M. de Galandot aidait la Romagnole à mettre à la broche une poularde grasse pour le souper quand Angiolino parut subitement à l’office. Il s’approcha avec politesse du vieux gentilhomme et le pria avec force prévenances inusitées de vouloir bien le suivre dans la galerie où on les attendait tous deux. Le trouble de M. de Galandot fut d’autant plus grand qu’Angiolino le fit passer devant lui et lui céda le pas.

Ils trouvèrent là M. Tobyson de Tottenwood qui, à leur approche, se leva du fauteuil où il était assis et salua gravement. M. de Galandot, pour ne point demeurer en reste, répondit au salut de l’Anglais par des révérences à la française dont la cérémonie contrastait singulièrement avec la souquenille verdâtre qu’il portait et le petit bonnet qu’il roulait entre ses doigts avec embarras ; mais son étonnement redoubla quand, outre Olympia, il vit là, debout en sa taille naine et l’aune à la main, le petit tailleur Cozzoli en personne. Stupéfait, M. de Galandot regardait le pavé et tiraillait le coin de son tablier graisseux.

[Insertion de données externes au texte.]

//! Trajectory and experience buffer for training data collection.
//!
//! A trajectory records a complete self-play game, capturing:
//! - Encoded states at each decision point
//! - MCTS visit distributions (the "target" policy)
//! - Actions actually taken
//! - Final game outcome for value targets

use std::collections::VecDeque;

use serde::{Deserialize, Serialize};

use crate::core::{canonical_action, Action, GameRng, Outcome, Player, MOVE_SPACE, TILE_SPACE};
use crate::nn::EncodedState;

use super::TrainingError;

/// A single step in a trajectory.
#[derive(Clone, Debug, PartialEq, Serialize, Deserialize)]
pub struct Step {
    /// Encoded position, from the mover's perspective.
    pub encoded_state: EncodedState,

    /// Root visit distribution over the legal actions, in true
    /// (non-canonical) coordinates.
    pub action_probs: Vec<(Action, f32)>,

    /// The action that was actually played.
    pub action_taken: Action,

    /// The player who made this decision.
    pub player: Player,

    /// Move number in the game (0-indexed).
    pub move_number: u32,
}

impl Step {
    pub fn new(
        encoded_state: EncodedState,
        action_probs: Vec<(Action, f32)>,
        action_taken: Action,
        player: Player,
        move_number: u32,
    ) -> Self {
        Self {
            encoded_state,
            action_probs,
            action_taken,
            player,
            move_number,
        }
    }

    /// Probability the search gave to the action that was played.
    #[must_use]
    pub fn taken_action_prob(&self) -> f32 {
        self.action_probs
            .iter()
            .find(|(a, _)| *a == self.action_taken)
            .map_or(0.0, |(_, p)| *p)
    }

    /// Move-head and tile-head targets.
    ///
    /// Each action's probability is added to the move entry and to the tile
    /// entry of its canonical form, so both targets carry the same mass as
    /// the policy.
    #[must_use]
    pub fn policy_targets(&self) -> (Vec<f32>, Vec<f32>) {
        let mut move_target = vec![0.0; MOVE_SPACE];
        let mut tile_target = vec![0.0; TILE_SPACE];
        for &(action, p) in &self.action_probs {
            let canonical = canonical_action(action, self.player);
            move_target[canonical.move_index()] += p;
            tile_target[canonical.tile_index()] += p;
        }
        (move_target, tile_target)
    }
}

/// A complete game trajectory from self-play.
#[derive(Clone, Debug, PartialEq, Serialize, Deserialize)]
pub struct Trajectory {
    pub steps: Vec<Step>,

    /// How the game ended. `Ongoing` only while the game is being recorded.
    pub outcome: Outcome,

    /// Random seed used for this game.
    pub seed: u64,
}

impl Trajectory {
    #[must_use]
    pub fn new(seed: u64) -> Self {
        Self {
            steps: Vec::new(),
            outcome: Outcome::Ongoing,
            seed,
        }
    }

    pub fn push(&mut self, step: Step) {
        self.steps.push(step);
    }

    pub fn set_outcome(&mut self, outcome: Outcome) {
        self.outcome = outcome;
    }

    #[must_use]
    pub fn len(&self) -> usize {
        self.steps.len()
    }

    #[must_use]
    pub fn is_empty(&self) -> bool {
        self.steps.is_empty()
    }

    /// Steps where `player` was to move.
    pub fn player_steps(&self, player: Player) -> impl Iterator<Item = &Step> {
        self.steps.iter().filter(move |s| s.player == player)
    }

    /// Final reward from `player`'s point of view: +1, -1 or 0.
    #[must_use]
    pub fn player_outcome(&self, player: Player) -> f32 {
        self.outcome.reward_for(player)
    }

    /// One training sample per step, valued from that step's mover.
    #[must_use]
    pub fn to_training_samples(&self) -> Vec<TrainingSample> {
        self.steps
            .iter()
            .map(|step| {
                let (move_target, tile_target) = step.policy_targets();
                TrainingSample {
                    state: step.encoded_state.clone(),
                    move_target,
                    tile_target,
                    value: self.player_outcome(step.player),
                    player: step.player,
                }
            })
            .collect()
    }

    /// Serialize with `bincode`.
    pub fn to_bytes(&self) -> Result<Vec<u8>, TrainingError> {
        Ok(bincode::serialize(self)?)
    }

    /// Deserialize from `to_bytes` output.
    pub fn from_bytes(bytes: &[u8]) -> Result<Self, TrainingError> {
        Ok(bincode::deserialize(bytes)?)
    }
}

/// A single training sample extracted from a trajectory.
#[derive(Clone, Debug, PartialEq, Serialize, Deserialize)]
pub struct TrainingSample {
    pub state: EncodedState,

    /// Target for the move head, `MOVE_SPACE` long.
    pub move_target: Vec<f32>,

    /// Target for the tile head, `TILE_SPACE` long.
    pub tile_target: Vec<f32>,

    /// Game outcome for `player`.
    pub value: f32,

    pub player: Player,
}

/// Replay buffer of training samples.
///
/// FIFO: when full, the oldest samples are dropped first.
#[derive(Clone, Debug)]
pub struct ExperienceBuffer {
    samples: VecDeque<TrainingSample>,
    max_samples: usize,
}

impl ExperienceBuffer {
    /// Default capacity in samples.
    pub const DEFAULT_CAPACITY: usize = 40_000;

    #[must_use]
    pub fn new(max_samples: usize) -> Self {
        Self {
            samples: VecDeque::with_capacity(max_samples.min(Self::DEFAULT_CAPACITY)),
            max_samples,
        }
    }

    /// Add one sample, evicting the oldest if the buffer is full.
    pub fn push(&mut self, sample: TrainingSample) {
        if self.max_samples == 0 {
            return;
        }
        if self.samples.len() >= self.max_samples {
            self.samples.pop_front();
        }
        self.samples.push_back(sample);
    }

    /// Add every sample of a trajectory, in order.
    pub fn push_trajectory(&mut self, trajectory: &Trajectory) {
        for sample in trajectory.to_training_samples() {
            self.push(sample);
        }
    }

    #[must_use]
    pub fn len(&self) -> usize {
        self.samples.len()
    }

    #[must_use]
    pub fn is_empty(&self) -> bool {
        self.samples.is_empty()
    }

    #[must_use]
    pub fn capacity(&self) -> usize {
        self.max_samples
    }

    pub fn clear(&mut self) {
        self.samples.clear();
    }

    /// Iterate oldest to newest.
    pub fn iter(&self) -> impl Iterator<Item = &TrainingSample> {
        self.samples.iter()
    }

    /// Draw up to `batch_size` distinct samples.
    ///
    /// Uses the provided RNG seed for reproducibility.
    #[must_use]
    pub fn sample_batch(&self, batch_size: usize, seed: u64) -> Vec<TrainingSample> {
        if self.samples.is_empty() || batch_size == 0 {
            return vec![];
        }

        let mut rng = GameRng::new(seed);

        // Fisher-Yates shuffle of the first `batch_size` indices
        let n = self.samples.len();
        let limit = batch_size.min(n);
        let mut indices: Vec<usize> = (0..n).collect();
        for i in 0..limit {
            let j = i + rng.gen_range_usize(0..n - i);
            indices.swap(i, j);
        }

        indices[..limit]
            .iter()
            .map(|&i| self.samples[i].clone())
            .collect()
    }
}

impl Default for ExperienceBuffer {
    fn default() -> Self {
        Self::new(Self::DEFAULT_CAPACITY)
    }
}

— « Vous allez prendre mesure à M. le comte de Galandot, dit après un silence M. Tobyson en se rasseyant dans son fauteuil, et je veux que l’habit soit fort beau. Servez-vous d’un bon velours pistache que vous galonnerez pour le mieux. N’épargnez rien et faites promptement. »

M. de Galandot, interdit, se laissa faire. Cozzoli tournait autour de lui et le mesurait en tous sens. M. de Galandot écartait les jambes, ployait le bras, se prêtait à tout docilement.

— « Votre Seigneurie sera contente, jacassait Cozzoli affairé. Allons, voilà qui est bien… Ah ! Votre Seigneurie a maigri, quoiqu’elle ait l’air de se bien porter. Comme le temps passe pourtant ! On ne vous voit plus à la boutique. Notre Mariuccia a une fille ; notre Theresa, deux jumeaux : c’est trop d’enfants et pas assez de pères, car Theresa est si distraite qu’elle a oublié de passer par l’église. Que Votre Seigneurie veuille bien se tourner. Encore un moment. »

L’aune s’agitait aux mains du petit tailleur, tantôt accroupi, tantôt dressé sur la pointe de ses pieds.

— « Ah ! cet habit-là me manquait. Je me disais toujours : « Cozzoli, tu as beaucoup habillé et tu n’habilleras donc jamais le seigneur comte de Galandot. » Ah ! ah ! ah ! vous allez voir, Milord ; je couperai en plein velours. Si ma pauvre tante Barbara vous pouvait donc voir ainsi ? Mais elle est morte, la pauvre femme, trois jours après les noces de Mariuccia, du saisissement d’avoir trouvé son poulailler saccagé, les œufs brisés, les couveuses parties et les pigeons envolés jusque sur le dôme de Saint-Pierre… Et vous savez, la pie sait encore le nom de Votre Seigneurie, quoique la pauvre bête soit borgne maintenant… »

Et M. Cozzoli, ayant replié son bagage, salua la compagnie et s’esquiva dans une pirouette.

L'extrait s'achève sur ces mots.